■ WORK TO COMPLETE
State how many lines in the entries below include the string "PathBuf", and give nothing beyond that number.

■ Saved entries
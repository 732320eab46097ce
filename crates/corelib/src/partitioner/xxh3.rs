//! XXH3 partitioner implementation.

use crate::partitioner::traits::Partitioner;
use crate::token::wide::Token64;
use xxhash_rust::xxh3::xxh3_64_with_seed;

/// Seeded XXH3-64 partitioner. The fastest of the built-ins.
#[derive(Clone, Copy, Debug, Default)]
pub struct Xxh3Partitioner {
    seed: u64,
}

impl Xxh3Partitioner {
    pub fn new(seed: u64) -> Self {
        Self { seed }
    }
}

impl Partitioner for Xxh3Partitioner {
    type TokenType = Token64;

    fn partition(&self, key: &str) -> Self::TokenType {
        Token64(xxh3_64_with_seed(key.as_bytes(), self.seed))
    }

    fn name(&self) -> &'static str {
        "Xxh3Partitioner"
    }
}
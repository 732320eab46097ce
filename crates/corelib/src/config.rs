//! Ring configuration.
//!
//! `RingConfig` is the serializable configuration surface: how many virtual
//! nodes each node gets, which hash function places them, and the initial
//! membership. Loading from disk is left to the caller.

use crate::error::{Error, Result};
use crate::ring::DEFAULT_VNODES;
use serde::{Deserialize, Serialize};
use std::fmt;
use std::str::FromStr;

/// Built-in partitioners selectable from configuration.
#[derive(Debug, Clone, Copy, PartialEq, Eq, Default, Serialize, Deserialize)]
#[serde(rename_all = "kebab-case")]
pub enum PartitionerKind {
    /// [`StringHashPartitioner`](crate::partitioner::StringHashPartitioner)
    #[default]
    StringHash,
    /// [`SipPartitioner`](crate::partitioner::SipPartitioner), keyed by `seed`
    Sip,
    /// [`Xxh3Partitioner`](crate::partitioner::Xxh3Partitioner), seeded by `seed`
    Xxh3,
    /// [`Blake3Partitioner`](crate::partitioner::Blake3Partitioner)
    Blake3,
}

impl PartitionerKind {
    pub const ALL: [PartitionerKind; 4] = [
        PartitionerKind::StringHash,
        PartitionerKind::Sip,
        PartitionerKind::Xxh3,
        PartitionerKind::Blake3,
    ];

    pub fn as_str(&self) -> &'static str {
        match self {
            PartitionerKind::StringHash => "string-hash",
            PartitionerKind::Sip => "sip",
            PartitionerKind::Xxh3 => "xxh3",
            PartitionerKind::Blake3 => "blake3",
        }
    }
}

impl fmt::Display for PartitionerKind {
    fn fmt(&self, f: &mut fmt::Formatter<'_>) -> fmt::Result {
        f.write_str(self.as_str())
    }
}

impl FromStr for PartitionerKind {
    type Err = Error;

    fn from_str(s: &str) -> Result<Self> {
        PartitionerKind::ALL
            .into_iter()
            .find(|kind| kind.as_str().eq_ignore_ascii_case(s))
            .ok_or_else(|| {
                Error::Configuration(format!(
                    "unknown partitioner '{}', expected one of: string-hash, sip, xxh3, blake3",
                    s
                ))
            })
    }
}

/// Configuration for building a ring.
#[derive(Debug, Clone, PartialEq, Eq, Serialize, Deserialize)]
#[serde(default)]
pub struct RingConfig {
    /// Virtual nodes per physical node.
    pub vnodes: usize,
    pub partitioner: PartitionerKind,
    /// Seed for the seeded partitioners; ignored by the others.
    pub seed: u64,
    /// Initial node names.
    pub nodes: Vec<String>,
}

impl Default for RingConfig {
    fn default() -> Self {
        Self {
            vnodes: DEFAULT_VNODES,
            partitioner: PartitionerKind::default(),
            seed: 0,
            nodes: Vec::new(),
        }
    }
}

impl RingConfig {
    pub fn validate(&self) -> Result<()> {
        if self.vnodes == 0 {
            return Err(Error::Configuration(
                "vnodes must be at least 1".to_string(),
            ));
        }
        if self.nodes.iter().any(|name| name.is_empty()) {
            return Err(Error::Configuration(
                "node names must not be empty".to_string(),
            ));
        }
        Ok(())
    }
}
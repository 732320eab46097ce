//! Core token trait definitions.

use std::fmt::{Debug, Display};
use std::hash::Hash;

/// A position on the hash ring.
///
/// Tokens are immutable, totally ordered integers. The ring keeps its
/// entries sorted by token, and a key belongs to the first token at or
/// after the key's own token.
pub trait Token: Copy + Ord + Hash + Send + Sync + Debug + Display + 'static {
    /// Smallest value of the token type.
    fn min_value() -> Self;
    /// Largest value of the token type.
    fn max_value() -> Self;
    /// Widens the token for arithmetic over the position domain.
    fn as_u128(&self) -> u128;

    /// True if this token is the minimum.
    fn is_min(&self) -> bool {
        *self == Self::min_value()
    }

    /// True if this token is the maximum.
    fn is_max(&self) -> bool {
        *self == Self::max_value()
    }

    /// Clockwise distance from `self` to `other` on the ring.
    fn distance_to(&self, other: &Self) -> u128 {
        let (from, to) = (self.as_u128(), other.as_u128());
        if to >= from {
            to - from
        } else {
            (Self::max_value().as_u128() - from) + to + 1
        }
    }
}
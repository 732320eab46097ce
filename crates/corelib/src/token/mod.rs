//! Token abstraction module for consistent hashing.
//!
//! Tokens represent positions on the hash ring and must be comparable,
//! hashable, and thread-safe.

pub mod narrow;
pub mod traits;
pub mod wide;

pub use narrow::Token32;
pub use traits::Token;
pub use wide::Token64;
//! BLAKE3 partitioner implementation.

use crate::partitioner::traits::Partitioner;
use crate::token::wide::Token64;

/// Partitioner taking the first 8 bytes (little endian) of the key's
/// BLAKE3 digest. Slower than the others, but cryptographically strong.
#[derive(Clone, Copy, Debug, Default)]
pub struct Blake3Partitioner;

impl Partitioner for Blake3Partitioner {
    type TokenType = Token64;

    fn partition(&self, key: &str) -> Self::TokenType {
        let digest = blake3::hash(key.as_bytes());
        let mut prefix = [0u8; 8];
        prefix.copy_from_slice(&digest.as_bytes()[..8]);
        Token64(u64::from_le_bytes(prefix))
    }

    fn name(&self) -> &'static str {
        "Blake3Partitioner"
    }
}
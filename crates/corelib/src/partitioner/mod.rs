//! Partitioner abstraction for consistent hashing.
//!
//! Partitioners are responsible for converting keys into tokens
//! that can be placed on the hash ring.

pub mod digest;
pub mod func;
pub mod sip;
pub mod string_hash;
pub mod traits;
pub mod xxh3;

pub use digest::Blake3Partitioner;
pub use func::FnPartitioner;
pub use sip::SipPartitioner;
pub use string_hash::StringHashPartitioner;
pub use traits::Partitioner;
pub use xxh3::Xxh3Partitioner;
//! Command-line and file configuration for `ringctl`.

use crate::commands::Command;
use anyhow::{Context, Result};
use clap::Parser;
use corelib::{PartitionerKind, RingConfig};
use std::path::{Path, PathBuf};

#[derive(Parser, Debug)]
#[command(
    name = "ringctl",
    version,
    about = "Inspect and exercise a consistent hash ring"
)]
pub struct CliConfig {
    /// Path to a JSON ring config file.
    #[arg(short, long, global = true)]
    pub config: Option<PathBuf>,

    /// Ring members, comma separated or repeated. Overrides the config file.
    #[arg(short = 'n', long = "node", global = true, value_delimiter = ',')]
    pub nodes: Vec<String>,

    /// Virtual nodes per member.
    #[arg(long, global = true)]
    pub vnodes: Option<usize>,

    /// Hash function: string-hash, sip, xxh3 or blake3.
    #[arg(long, global = true)]
    pub partitioner: Option<PartitionerKind>,

    /// Seed for the seeded hash functions.
    #[arg(long, global = true)]
    pub seed: Option<u64>,

    /// Log filter used when RUST_LOG is unset.
    #[arg(long, global = true, default_value = "warn")]
    pub log_level: String,

    #[command(subcommand)]
    pub command: Command,
}

impl CliConfig {
    /// Merges the config file (if any) with command-line overrides.
    pub fn ring_config(&self) -> Result<RingConfig> {
        let mut config = match &self.config {
            Some(path) => load_config(path)?,
            None => RingConfig::default(),
        };
        if !self.nodes.is_empty() {
            config.nodes = self.nodes.clone();
        }
        if let Some(vnodes) = self.vnodes {
            config.vnodes = vnodes;
        }
        if let Some(partitioner) = self.partitioner {
            config.partitioner = partitioner;
        }
        if let Some(seed) = self.seed {
            config.seed = seed;
        }
        config.validate()?;
        Ok(config)
    }
}

pub fn load_config(path: &Path) -> Result<RingConfig> {
    let raw = std::fs::read_to_string(path)
        .with_context(|| format!("failed to read config {}", path.display()))?;
    serde_json::from_str(&raw)
        .with_context(|| format!("failed to parse config {}", path.display()))
}
//! Builder for [`HashRing`].

use crate::error::Result;
use crate::node::NodeIdentity;
use crate::partitioner::{Partitioner, StringHashPartitioner};
use crate::ring::ring::HashRing;

/// Virtual nodes per node when the builder is not told otherwise.
pub const DEFAULT_VNODES: usize = 100;

/// Fluent construction of a [`HashRing`].
///
/// ```rust
/// use corelib::partitioner::Xxh3Partitioner;
/// use corelib::ring::RingBuilder;
///
/// let ring = RingBuilder::new()
///     .partitioner(Xxh3Partitioner::new(0))
///     .with_vnodes(8)
///     .add_node("cache-1")
///     .add_node("cache-2")
///     .build()
///     .unwrap();
/// assert_eq!(ring.token_count(), 16);
/// ```
#[derive(Debug, Clone)]
pub struct RingBuilder<N, P = StringHashPartitioner> {
    partitioner: P,
    vnodes: usize,
    nodes: Vec<N>,
}

impl<N: NodeIdentity> RingBuilder<N> {
    /// Builder using [`StringHashPartitioner`] and [`DEFAULT_VNODES`].
    pub fn new() -> Self {
        Self {
            partitioner: StringHashPartitioner,
            vnodes: DEFAULT_VNODES,
            nodes: Vec::new(),
        }
    }
}

impl<N: NodeIdentity> Default for RingBuilder<N> {
    fn default() -> Self {
        Self::new()
    }
}

impl<N, P> RingBuilder<N, P>
where
    N: NodeIdentity,
    P: Partitioner,
{
    /// Swap the hash function.
    pub fn partitioner<Q: Partitioner>(self, partitioner: Q) -> RingBuilder<N, Q> {
        RingBuilder {
            partitioner,
            vnodes: self.vnodes,
            nodes: self.nodes,
        }
    }

    /// Virtual nodes per physical node. Zero is rejected by [`build`](Self::build).
    pub fn with_vnodes(mut self, vnodes: usize) -> Self {
        self.vnodes = vnodes;
        self
    }

    pub fn add_node(mut self, node: N) -> Self {
        self.nodes.push(node);
        self
    }

    pub fn add_nodes<I: IntoIterator<Item = N>>(mut self, nodes: I) -> Self {
        self.nodes.extend(nodes);
        self
    }

    pub fn build(self) -> Result<HashRing<N, P>> {
        HashRing::with_nodes(self.partitioner, self.vnodes, self.nodes)
    }
}
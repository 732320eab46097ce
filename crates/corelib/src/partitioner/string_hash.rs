//! Polynomial string-hash partitioner.

use crate::partitioner::traits::Partitioner;
use crate::token::narrow::Token32;

/// Largest position this partitioner emits (the sign bit is masked off).
const POSITIVE_MASK: u32 = 0x7fff_ffff;

/// Default partitioner: `s[0]*31^(n-1) + ... + s[n-1]` over UTF-16 code
/// units with wrapping 32-bit arithmetic, masked to 31 bits.
///
/// This is the classic `String` hash found in JVM-based systems, so rings
/// built with it place nodes identically across processes, versions and
/// languages. The distribution is weak for keys sharing a long prefix; pick
/// one of the 64-bit partitioners when balance matters more than
/// compatibility.
#[derive(Clone, Copy, Debug, Default)]
pub struct StringHashPartitioner;

impl StringHashPartitioner {
    /// Raw 32-bit string hash before masking.
    pub fn string_hash(key: &str) -> i32 {
        key.encode_utf16()
            .fold(0i32, |h, unit| h.wrapping_mul(31).wrapping_add(i32::from(unit)))
    }
}

impl Partitioner for StringHashPartitioner {
    type TokenType = Token32;

    fn partition(&self, key: &str) -> Self::TokenType {
        Token32((Self::string_hash(key) as u32) & POSITIVE_MASK)
    }

    fn max_token(&self) -> Self::TokenType {
        Token32(POSITIVE_MASK)
    }

    fn name(&self) -> &'static str {
        "StringHashPartitioner"
    }
}
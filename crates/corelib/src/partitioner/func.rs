//! Closure-backed partitioner.

use crate::partitioner::traits::Partitioner;
use crate::token::wide::Token64;
use std::fmt;

/// Adapts any deterministic `Fn(&str) -> u64` into a [`Partitioner`].
///
/// # Example
///
/// ```rust
/// use corelib::partitioner::{FnPartitioner, Partitioner};
/// use corelib::token::Token64;
///
/// let p = FnPartitioner::new(|key: &str| key.len() as u64);
/// assert_eq!(p.partition("abc"), Token64(3));
/// ```
#[derive(Clone)]
pub struct FnPartitioner<F> {
    hash: F,
}

impl<F> FnPartitioner<F>
where
    F: Fn(&str) -> u64 + Send + Sync + 'static,
{
    pub fn new(hash: F) -> Self {
        Self { hash }
    }
}

impl<F> Partitioner for FnPartitioner<F>
where
    F: Fn(&str) -> u64 + Send + Sync + 'static,
{
    type TokenType = Token64;

    fn partition(&self, key: &str) -> Self::TokenType {
        Token64((self.hash)(key))
    }

    fn name(&self) -> &'static str {
        "FnPartitioner"
    }
}

impl<F> fmt::Debug for FnPartitioner<F> {
    fn fmt(&self, f: &mut fmt::Formatter<'_>) -> fmt::Result {
        f.debug_struct("FnPartitioner").finish_non_exhaustive()
    }
}
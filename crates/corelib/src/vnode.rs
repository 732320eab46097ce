//! Virtual node abstractions.
//!
//! # Virtual Nodes (VNodes) Concept
//!
//! Instead of each physical node having a single position on the ring, each
//! node occupies `R` positions (virtual nodes). This provides:
//!
//! 1. **Better Load Distribution**: More positions = smoother distribution of keys
//! 2. **Gradual Rebalancing**: When nodes join/leave, only a fraction of keys move
//! 3. **Fault Tolerance**: Failure of one node spreads its keys across many successors
//!
//! # Position Derivation
//!
//! The `i`-th virtual node of a node sits at `hash(canonical ∥ i)`, where
//! `canonical` is the node's display string and `i` is written in decimal
//! with no separator (`"NodeA"` → `"NodeA0"`, `"NodeA1"`, ...). Removal
//! recomputes the same keys, so derivation must stay stable for the life of
//! a ring.
//!
//! # Performance Characteristics
//!
//! - **Memory**: O(R) entries per node
//! - **Lookup**: O(log n) where n = total vnodes
//! - **Rebalancing**: roughly k/(N+1) keys move when the (N+1)-th node joins

use crate::node::NodeIdentity;
use crate::partitioner::Partitioner;
use crate::token::Token;
use std::fmt;

/// Key hashed to place the `index`-th virtual node of the node whose
/// canonical string is `node_key`.
#[inline]
pub fn vnode_key(node_key: &str, index: usize) -> String {
    format!("{}{}", node_key, index)
}

/// A virtual node on the hash ring: one (position, owner) entry.
///
/// # Invariants
///
/// - Within one ring snapshot every token appears at most once
/// - Ordering is by token first, so sorted vnodes follow the ring clockwise
///
/// # Example
///
/// ```rust
/// use corelib::partitioner::StringHashPartitioner;
/// use corelib::token::Token32;
/// use corelib::VirtualNode;
///
/// let vnode = VirtualNode::from_index(&StringHashPartitioner, "A", "A", 0);
/// assert_eq!(vnode.token(), Token32(2063));
/// assert_eq!(vnode.owner(), &"A");
/// ```
#[derive(Debug, Clone, PartialEq, Eq, PartialOrd, Ord, Hash)]
pub struct VirtualNode<T, N> {
    /// Token position on the ring.
    pub token: T,
    /// The physical node that owns this position.
    ///
    /// Multiple virtual nodes share the same owner; a lookup finds the
    /// vnode and routes to this node.
    pub owner: N,
}

impl<T: Token, N: NodeIdentity> VirtualNode<T, N> {
    #[inline]
    pub fn new(token: T, owner: N) -> Self {
        Self { token, owner }
    }

    /// Create the `index`-th virtual node of `owner`.
    ///
    /// `node_key` is the owner's canonical string; callers that place many
    /// vnodes for one node compute it once and pass it in.
    ///
    /// # Performance
    /// - **Time**: O(k) where k = length of the formatted key (format + hash)
    pub fn from_index<P>(partitioner: &P, node_key: &str, owner: N, index: usize) -> Self
    where
        P: Partitioner<TokenType = T>,
    {
        let token = partitioner.partition(&vnode_key(node_key, index));
        Self::new(token, owner)
    }

    /// Get the token position.
    #[inline]
    pub fn token(&self) -> T {
        self.token
    }

    /// Get the owning node.
    #[inline]
    pub fn owner(&self) -> &N {
        &self.owner
    }

    /// Clockwise distance from this vnode to another.
    ///
    /// Useful for measuring ring gaps and load balance.
    #[inline]
    pub fn distance_to(&self, other: &Self) -> u128 {
        self.token.distance_to(&other.token)
    }

    pub fn into_parts(self) -> (T, N) {
        (self.token, self.owner)
    }
}

impl<T: Token, N: NodeIdentity> fmt::Display for VirtualNode<T, N> {
    fn fmt(&self, f: &mut fmt::Formatter<'_>) -> fmt::Result {
        write!(f, "VNode(token={}, node={})", self.token, self.owner)
    }
}
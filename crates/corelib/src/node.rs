//! Node abstractions for the consistent hash ring.
//!
//! Nodes represent logical participants in the ring. The ring never looks
//! inside a node; it only needs to compare nodes and to turn each one into a
//! canonical string from which its virtual-node positions are hashed.

use crate::error::{Error, Result};
use std::fmt::{self, Debug, Display};
use std::hash::Hash;

/// Anything that can own positions on the ring.
///
/// Blanket-implemented for every cloneable, comparable, displayable type, so
/// `String`, `&'static str`, [`NodeId`] and [`Node`] all work out of the box.
/// The `Display` output is the canonical string used for hashing; see
/// [`ring_key`].
pub trait NodeIdentity: Clone + Eq + Hash + Debug + Display + Send + Sync + 'static {}

impl<T> NodeIdentity for T where T: Clone + Eq + Hash + Debug + Display + Send + Sync + 'static {}

/// Canonical string a node's virtual-node positions are hashed from.
pub fn ring_key<N: NodeIdentity>(node: &N) -> String {
    node.to_string()
}

/// Returns the node's canonical string, rejecting identities that render empty.
pub(crate) fn validated_key<N: NodeIdentity>(node: &N) -> Result<String> {
    let key = ring_key(node);
    if key.is_empty() {
        return Err(Error::InvalidArgument(format!(
            "node identity {:?} has an empty canonical string",
            node
        )));
    }
    Ok(key)
}

/// Compact identifier for a node in the cluster.
///
/// Newtype over `u128` so comparisons and hashing are very fast while giving
/// plenty of space for uniqueness.
#[derive(Copy, Clone, PartialEq, Eq, PartialOrd, Ord, Hash, Debug)]
pub struct NodeId(pub u128);

impl fmt::Display for NodeId {
    fn fmt(&self, f: &mut fmt::Formatter<'_>) -> fmt::Result {
        write!(f, "{:032x}", self.0)
    }
}

/// Logical node participating in the ring.
///
/// Keep this struct small and cheap to clone; heavy mutable state (connections,
/// metrics, etc.) should live elsewhere. Its ring position derives from `name`.
#[derive(Clone, Debug, PartialEq, Eq, PartialOrd, Ord, Hash)]
pub struct Node {
    pub id: NodeId,
    /// Human‑readable name or hostname.
    pub name: String,
}

impl Node {
    /// Construct a new node with basic metadata.
    pub fn new(id: NodeId, name: impl Into<String>) -> Self {
        Self {
            id,
            name: name.into(),
        }
    }
}

impl fmt::Display for Node {
    fn fmt(&self, f: &mut fmt::Formatter<'_>) -> fmt::Result {
        f.write_str(&self.name)
    }
}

■ ANSWER TO THIS EXERCISE
2